Mary's mother did not stay long after giving birth. The walls of her husband's sister's house, where she had hidden during the pregnancy, had grown too cold, too sharp. Every word there carried thorns. So she gathered what little strength she had and carried her baby back to her parents' house.
For two years, the child was her shadow. Mary toddled across clay floors, chasing chickens in the yard, her tiny laughter echoing in the evenings. Yet beneath her mother's forced smiles lived a deep weariness. She was young, too young, and each day stretched her thinner.
One night, when Mary was nearly two, her mother sat quietly, staring at the child asleep on a raffia mat. Her hands shook as she whispered,
"I can't do this anymore. I can't keep suffering."

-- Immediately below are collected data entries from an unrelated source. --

//! Reconciliation core for MariaDB Galera clusters
//!
//! Event handlers feed cluster keys into a [`queue::WorkQueue`]; the
//! [`controller::Controller`] worker pool drains it, running the
//! [`phases`] state machine, persisting status changes through [`patch`],
//! and applying the dependent resources in [`reconcilers`].

pub mod cache;
pub mod conflict;
pub mod controller;
pub mod patch;
pub mod phases;
pub mod queue;
pub mod quorum;
pub mod rate_limiter;
pub mod reconcilers;

pub use cache::{ClusterCache, KubePodClient, PodClient, ReflectorCache};
pub use controller::{Context, ContextBuilder, Controller, SyncOutcome};
pub use queue::WorkQueue;
pub use rate_limiter::RateLimiterConfig;
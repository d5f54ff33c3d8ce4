//! Common types for the MariaDB Galera operator: CRDs, errors, and events

#![deny(missing_docs)]

pub mod crd;
pub mod error;
pub mod events;

pub use error::Error;

/// Result type alias using our custom Error type
pub type Result<T> = std::result::Result<T, Error>;

/// Field manager used for every server-side apply and status patch
pub const FIELD_MANAGER: &str = "galera-operator";

/// Label carrying the owning cluster's name on every managed resource
pub const CLUSTER_LABEL_KEY: &str = "galera.dev/cluster";

/// Label carrying the managed component (server, proxy, snapshot)
pub const COMPONENT_LABEL_KEY: &str = "galera.dev/component";

/// Standard managed-by label key
pub const MANAGED_BY_LABEL_KEY: &str = "app.kubernetes.io/managed-by";

/// Split a `namespace/name` queue key into its parts.
///
/// Keys without a namespace (`name`) are cluster-scoped and yield an empty
/// namespace. Anything with more than one separator, or an empty name, is
/// rejected.
pub fn split_key(key: &str) -> Result<(&str, &str)> {
    let mut parts = key.split('/');
    match (parts.next(), parts.next(), parts.next()) {
        (Some(name), None, None) if !name.is_empty() => Ok(("", name)),
        (Some(namespace), Some(name), None) if !name.is_empty() => Ok((namespace, name)),
        _ => Err(Error::invalid_key(key)),
    }
}

/// Build a `namespace/name` queue key.
pub fn join_key(namespace: &str, name: &str) -> String {
    if namespace.is_empty() {
        name.to_string()
    } else {
        format!("{namespace}/{name}")
    }
}
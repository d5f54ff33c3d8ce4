//! Deduplicating, rate-limited work queue of cluster keys.
//!
//! Event handlers push `namespace/name` keys; workers pull them one at a
//! time. The queue guarantees:
//!
//! - a key is queued at most once, no matter how often it is added
//! - a key handed to a worker is not handed to any other worker until that
//!   worker calls [`WorkQueue::done`]; re-adds during processing are parked
//!   and released by `done`
//! - after [`WorkQueue::shutdown`], `dequeue` stops yielding work
//!
//! Because of the second guarantee any number of workers can share one queue
//! without further locking per cluster.

use std::collections::{HashSet, VecDeque};
use std::hash::Hash;
use std::sync::Arc;
use std::time::Duration;

use parking_lot::{Mutex, MutexGuard};
use tokio::sync::Notify;
use tracing::trace;

use crate::rate_limiter::{ItemExponentialBackoff, RateLimiterConfig};

#[derive(Debug)]
struct State<K> {
    queue: VecDeque<K>,
    /// Keys waiting to be processed (queued, or parked behind processing)
    dirty: HashSet<K>,
    /// Keys currently held by a worker
    processing: HashSet<K>,
    shutting_down: bool,
}

#[derive(Debug)]
struct Inner<K> {
    name: String,
    state: Mutex<State<K>>,
    notify: Notify,
    limiter: ItemExponentialBackoff<K>,
}

/// Cloneable handle to a shared work queue.
#[derive(Debug)]
pub struct WorkQueue<K> {
    inner: Arc<Inner<K>>,
}

impl<K> Clone for WorkQueue<K> {
    fn clone(&self) -> Self {
        Self {
            inner: Arc::clone(&self.inner),
        }
    }
}

impl<K> WorkQueue<K>
where
    K: Clone + Eq + Hash + Send + Sync + std::fmt::Debug + 'static,
{
    /// Create an empty queue; `name` only shows up in logs.
    pub fn new(name: impl Into<String>, config: RateLimiterConfig) -> Self {
        Self {
            inner: Arc::new(Inner {
                name: name.into(),
                state: Mutex::new(State {
                    queue: VecDeque::new(),
                    dirty: HashSet::new(),
                    processing: HashSet::new(),
                    shutting_down: false,
                }),
                notify: Notify::new(),
                limiter: ItemExponentialBackoff::new(config),
            }),
        }
    }

    fn state(&self) -> MutexGuard<'_, State<K>> {
        self.inner.state.lock()
    }

    /// Add `key` immediately.
    ///
    /// No-op if the key is already waiting. If a worker currently holds the
    /// key it is parked and queued again once that worker calls `done`.
    pub fn add(&self, key: K) {
        {
            let mut state = self.state();
            if state.shutting_down || state.dirty.contains(&key) {
                return;
            }
            state.dirty.insert(key.clone());
            if state.processing.contains(&key) {
                trace!(queue = %self.inner.name, ?key, "parked behind in-flight processing");
                return;
            }
            state.queue.push_back(key);
        }
        self.inner.notify.notify_one();
    }

    /// Add `key` once `delay` has elapsed.
    pub fn add_after(&self, key: K, delay: Duration) {
        if self.is_shutting_down() {
            return;
        }
        if delay.is_zero() {
            self.add(key);
            return;
        }
        let queue = self.clone();
        tokio::spawn(async move {
            tokio::time::sleep(delay).await;
            queue.add(key);
        });
    }

    /// Add `key` subject to its per-key backoff.
    pub fn enqueue(&self, key: K) {
        let delay = self.inner.limiter.when(&key);
        self.add_after(key, delay);
    }

    /// Re-enqueue `key` after a failed attempt, with increased backoff.
    pub fn retry(&self, key: K) {
        self.enqueue(key);
    }

    /// Reset the backoff of `key` after a successful attempt.
    pub fn forget(&self, key: &K) {
        self.inner.limiter.forget(key);
    }

    /// How many times `key` has been re-enqueued since it was last forgotten
    pub fn num_requeues(&self, key: &K) -> u32 {
        self.inner.limiter.num_requeues(key)
    }

    /// Wait for the next key.
    ///
    /// Returns `None` once the queue is shutting down. The caller owns the
    /// key until it calls [`WorkQueue::done`].
    pub async fn dequeue(&self) -> Option<K> {
        loop {
            let notified = self.inner.notify.notified();
            tokio::pin!(notified);
            // Register before inspecting state so a concurrent add or
            // shutdown cannot slip between the check and the wait.
            notified.as_mut().enable();

            {
                let mut state = self.state();
                if state.shutting_down {
                    return None;
                }
                if let Some(key) = state.queue.pop_front() {
                    state.dirty.remove(&key);
                    state.processing.insert(key.clone());
                    return Some(key);
                }
            }

            notified.await;
        }
    }

    /// Release `key` after processing; re-queues it if it was re-added meanwhile.
    pub fn done(&self, key: &K) {
        let requeued = {
            let mut state = self.state();
            state.processing.remove(key);
            if state.dirty.contains(key) && !state.shutting_down {
                state.queue.push_back(key.clone());
                true
            } else {
                false
            }
        };
        if requeued {
            self.inner.notify.notify_one();
        }
    }

    /// Stop handing out work and wake every waiting worker.
    pub fn shutdown(&self) {
        self.state().shutting_down = true;
        self.inner.notify.notify_waiters();
    }

    /// Whether `shutdown` has been called
    pub fn is_shutting_down(&self) -> bool {
        self.state().shutting_down
    }

    /// Number of keys ready to be handed out
    pub fn len(&self) -> usize {
        self.state().queue.len()
    }

    /// True when no key is ready to be handed out
    pub fn is_empty(&self) -> bool {
        self.len() == 0
    }
}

The next morning, she left Mary at the father's family compound.
The house smelled of smoke and palm oil. Men sat in the courtyard, their voices low. Mary's father stood among them, stiff, his arms crossed. He glanced at the child once, his face unmoved.
"Take her," her mother said softly, almost pleading. "She belongs here."
Her father snorted. "I don't want her. She will only add to my troubles."
Mary clutched her mother's wrapper, sensing something was wrong though she couldn't name it. Her mother's tears dropped silently onto her hair as she tried to push the child forward.
"No," her father barked. "She is not staying"
The words struck like stones. Mary did not understand, but the rejection clung to her skin, heavy and sharp.
Days later, both families gathered in a room dimly lit by a kerosene lamp. The air smelled of roasted yam, but the tension was bitter.
"She cannot stay with us," one voice said.
"Her mother is too young, she has no means," another replied.
"And her father will not take her either."
Voices overlapped until someone suggested what felt like a solution.
"There is the boarding school… Sister Margaret's school. She can go there. At least she will be fed."
The room quieted. One by one, heads nodded.
And so, before her third birthday, Mary's future was sealed by people who never asked her name, never touched her cheek, never wondered what it meant to be two years old and already unwanted.